The tradeoff vs. the current sentence-level NLI approach: Prometheus is slower (7B vs
purpose-built cross-encoder) but produces a human-readable rationale alongside the score,
which is more interpretable for audit and debugging.

**Why not used here:** the cross-encoder NLI approach runs faster and requires no prompt
engineering. Prometheus would be the right choice if rationale logging is a compliance requirement.

---

## What another 4 hours would add

- **`eval/metrics.py` β€” L2 LLM metrics**: contextual precision (chunk ranking),
  contextual recall (coverage), and answer correctness against full reference answers.
  Currently only keyphrase coverage is used as a proxy.
- **Async client**: `httpx.AsyncClient` variant for high-concurrency load testing.
- **Property-based tests**: `hypothesis` to fuzz `check_terminology` and graders
  with generated strings β€” catches edge cases the golden dataset doesn't cover.
- **CI pipeline**: GitHub Actions running `make lint`, `make type-check`,
  `make test` on every PR. Integration tests gated on a self-hosted runner with
  the API running.
- **Threshold calibration report**: `eval/calibrate.py` exists and runs graders
  against golden-dataset expected answers β€” threshold calibration is now a single
  command, not a missing feature. Actual threshold adjustments require reviewing
  the output against real query distributions.

## Gate 5 audit gaps addressed

- **Faithfulness false negatives on refusals**: `_is_refusal()` detects "I don't have
  enough information" responses and returns score=1.0 β€” no factual claims, trivially faithful.
- **Partial grounding blind spot**: faithfulness now uses claim-level decomposition
  (`grade_faithfulness_decomposed`). Response split into sentences; each verified
  independently. Score = supported_claims / total_claims. A response with one hallucinated
  sentence in three now scores 0.667, not 1.0.
- **No escalation path**: `overall_pass=False` now emits a structured `EVAL_FAIL` WARNING
  log entry and sets `flagged: true` in the response payload. UI shows a red banner.
- **Cold-start latency**: embedder and NLI model pre-warmed at startup in the FastAPI lifespan.
- **Happy-path-only golden dataset**: 4 adversarial pairs added (vague query, rival-term
  prompt injection, multi-doc synthesis, hallucination bait).
- **No drift detection**: added `eval/drift.py` β€” KS two-sample test per metric, compares
  live telemetry scores against golden-dataset baseline.
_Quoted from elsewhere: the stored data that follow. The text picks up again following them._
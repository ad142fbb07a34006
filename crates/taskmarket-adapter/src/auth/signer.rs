/*
[INPUT]:  Transaction payload bytes and Ed25519 key material
[OUTPUT]: Hex-encoded signatures for transaction broadcast
[POS]:    Auth layer - signing seam between flows and wallets
[UPDATE]: When changing signing algorithm or key format
*/

use async_trait::async_trait;
use ed25519_dalek::{Signature, Signer, SigningKey, Verifier};
use rand::rngs::OsRng;

use crate::http::Result;

/// Trait for transaction signing.
///
/// Wallet connection and signing UX are external collaborators; the flows
/// only depend on this seam. The trait is async to support hardware wallets
/// and external signing services.
#[async_trait]
pub trait TransactionSigner: Send + Sync {
    /// Bech32 address of the signing wallet
    fn address(&self) -> &str;

    /// Sign a transaction payload and return the hex-encoded signature
    async fn sign(&self, payload: &[u8]) -> Result<String>;
}

/// Mock signer for testing
#[derive(Debug, Clone)]
pub struct MockSigner {
    address: String,
    signature: String,
}

impl MockSigner {
    /// Create a new mock signer with a predetermined signature
    pub fn new(address: &str, signature: &str) -> Self {
        Self {
            address: address.to_string(),
            signature: signature.to_string(),
        }
    }
}

#[async_trait]
impl TransactionSigner for MockSigner {
    fn address(&self) -> &str {
        &self.address
    }

    async fn sign(&self, _payload: &[u8]) -> Result<String> {
        Ok(self.signature.clone())
    }
}

/// Ed25519 signer over raw key material
#[derive(Debug)]
pub struct Ed25519Signer {
    signing_key: SigningKey,
}

impl Ed25519Signer {
    /// Generate a new random keypair
    pub fn generate() -> Self {
        let signing_key = SigningKey::generate(&mut OsRng);
        Self { signing_key }
    }

    /// Create signer from existing secret key bytes (32 bytes)
    pub fn from_secret_key(bytes: &[u8; 32]) -> Self {
        let signing_key = SigningKey::from_bytes(bytes);
        Self { signing_key }
    }

    /// Sign a message and return the signature
    pub fn sign(&self, message: &[u8]) -> Signature {
        self.signing_key.sign(message)
    }

    /// Get the raw public key bytes
    pub fn public_key_bytes(&self) -> [u8; 32] {
        self.signing_key.verifying_key().to_bytes()
    }

    /// Get the public key in hex encoding
    pub fn public_key_hex(&self) -> String {
        hex::encode(self.public_key_bytes())
    }

    /// Get the raw secret key bytes
    pub fn secret_key_bytes(&self) -> [u8; 32] {
        self.signing_key.to_bytes()
    }

    /// Verify a signature against a message
    pub fn verify(&self, message: &[u8], signature: &Signature) -> bool {
        self.signing_key
            .verifying_key()
            .verify(message, signature)
            .is_ok()
    }
}

#[cfg(test)]
mod tests {
    use super::*;

    #[test]
    fn test_key_generation() {
        let signer = Ed25519Signer::generate();
        assert_eq!(signer.public_key_bytes().len(), 32);
    }

    #[test]
    fn test_sign_and_verify() {
        let signer = Ed25519Signer::from_secret_key(&[7u8; 32]);
        let message = b"test payload";
        let signature = signer.sign(message);
        assert!(signer.verify(message, &signature));
    }

    #[tokio::test]
    async fn test_mock_signer() {
        let signer = MockSigner::new("erd1test", "deadbeef");

        assert_eq!(signer.address(), "erd1test");
        let signature = signer.sign(b"payload").await.unwrap();
        assert_eq!(signature, "deadbeef");
    }
}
Detects faithfulness degradation
  at p < 0.05 with ~40% traffic degradation across 40+ events.

---

## Where LLM assistance helped and where it misled

**Helped:**
- Scaffolding the full project structure (backend, client, tests, config) in a
  single session without losing consistency across files.
- Writing the faithfulness prompt in a way that reliably returns structured JSON β€”
  the few-shot JSON format in the prompt was a suggested pattern that works.
- Catching that `except Exception` in the faithfulness grader was too broad and
  replacing it with `(json.JSONDecodeError, anthropic.APIError)`.
- Identifying that `_build_index_by_domain` was defined twice in pipeline.py
  (duplicate introduced during an edit session) β€” caught during code review.

**Misled or required correction:**
- Initially used `lru_cache` on a function that takes a `SentenceTransformer`
  instance as an argument β€” unhashable, so the cache silently failed. Required
  switching to a module-level dict cache.
- Generated a dead loop in `rosetta.py` (iterating over terms with `continue`
  but no code after the continue branch) that did nothing. The logic existed in
  a comment describing intent but was never implemented. Caught in review.
- Suggested a fictional client name that conflicted with a real company.
  Required renaming before the repo went public.